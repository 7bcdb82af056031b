//! Middleware module
//!
//! Contains HTTP middleware for request logging and rate limiting.

pub mod logging;
pub mod rate_limit;

// Re-export commonly used items
pub use logging::{log_request, TraceId, TRACE_ID_HEADER, REQUEST_ID_HEADER};
pub use rate_limit::{rate_limit, RateLimitError, RateLimitState};
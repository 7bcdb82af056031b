//! Application state container
//!
//! This module defines the shared application state that is passed
//! to all request handlers via Axum's state extraction.

use crate::config::Settings;
use crate::services::{DebugAdvisor, GeminiService, PythonSandbox, SessionStore};
use std::sync::Arc;
use std::time::Instant;

/// Shared application state
///
/// This struct holds all the shared resources that handlers need access to.
/// It is designed to be cheaply cloneable (via Arc) and thread-safe.
#[derive(Clone)]
pub struct AppState {
    /// Application settings
    pub settings: Arc<Settings>,

    /// Sandbox used to run submitted code
    pub sandbox: Arc<PythonSandbox>,

    /// Gemini-backed debugging advisor
    pub advisor: Arc<DebugAdvisor>,

    /// In-memory session store
    pub sessions: Arc<SessionStore>,

    /// Application start time (for uptime calculation)
    pub start_time: Instant,
}

impl AppState {
    /// Create a new application state
    ///
    /// This initializes the sandbox, the Gemini client and the session
    /// store. A Docker backend that cannot reach the daemon fails startup
    /// here rather than on the first request.
    pub async fn new(settings: Settings) -> anyhow::Result<Self> {
        let settings = Arc::new(settings);
        let start_time = Instant::now();

        tracing::debug!(
            backend = %settings.sandbox.backend,
            "Initializing sandbox"
        );
        let sandbox = Arc::new(PythonSandbox::from_settings(&settings.sandbox).await?);

        match sandbox.probe().await {
            Ok(runtime) => tracing::info!(%runtime, "Sandbox runtime available"),
            Err(e) => tracing::warn!(
                "Sandbox probe failed: {}. Executions will fail until the runtime is available.",
                e
            ),
        }

        tracing::debug!("Creating Gemini client");
        let gemini = GeminiService::new(&settings.gemini)?;
        let advisor = Arc::new(DebugAdvisor::new(gemini, settings.gemini.model.clone()));

        let sessions = Arc::new(SessionStore::new(settings.session.ttl_seconds));

        tracing::info!("Application state initialized successfully");

        Ok(Self {
            settings,
            sandbox,
            advisor,
            sessions,
            start_time,
        })
    }

    /// Get the application uptime in seconds
    pub fn uptime_seconds(&self) -> u64 {
        self.start_time.elapsed().as_secs()
    }
}
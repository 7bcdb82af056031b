//! Services module
//!
//! Contains business logic and external service integrations.

pub mod advisor;
pub mod gemini;
pub mod sandbox;
pub mod session;
pub mod templates;

pub use advisor::{AdvisorError, DebugAdvisor, Suggestion};
pub use gemini::{GeminiService, GeminiServiceError};
pub use sandbox::{
    Backend, DockerBackend, ExecutionReport, ProcessBackend, PythonSandbox, SandboxError,
    SandboxResult,
};
pub use session::{Session, SessionStore};
pub use templates::{CodeTemplate, TEMPLATES};
//! Web-based Python terminal with sandboxed execution and AI-assisted debugging

// Public modules
pub mod api;
pub mod config;
pub mod error;
pub mod logging;
pub mod middleware;
pub mod schemas;
pub mod server;
pub mod services;
pub mod utils;

// Re-export commonly used types
pub use config::Settings;
pub use error::ApiError;
pub use server::App;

** The task **
Show each line in the data where the string "GeminiService" appears.

** Written response **
use crate::services::{DebugAdvisor, GeminiService, PythonSandbox, SessionStore};
        let gemini = GeminiService::new(&settings.gemini)?;
pub use gemini::{GeminiService, GeminiServiceError};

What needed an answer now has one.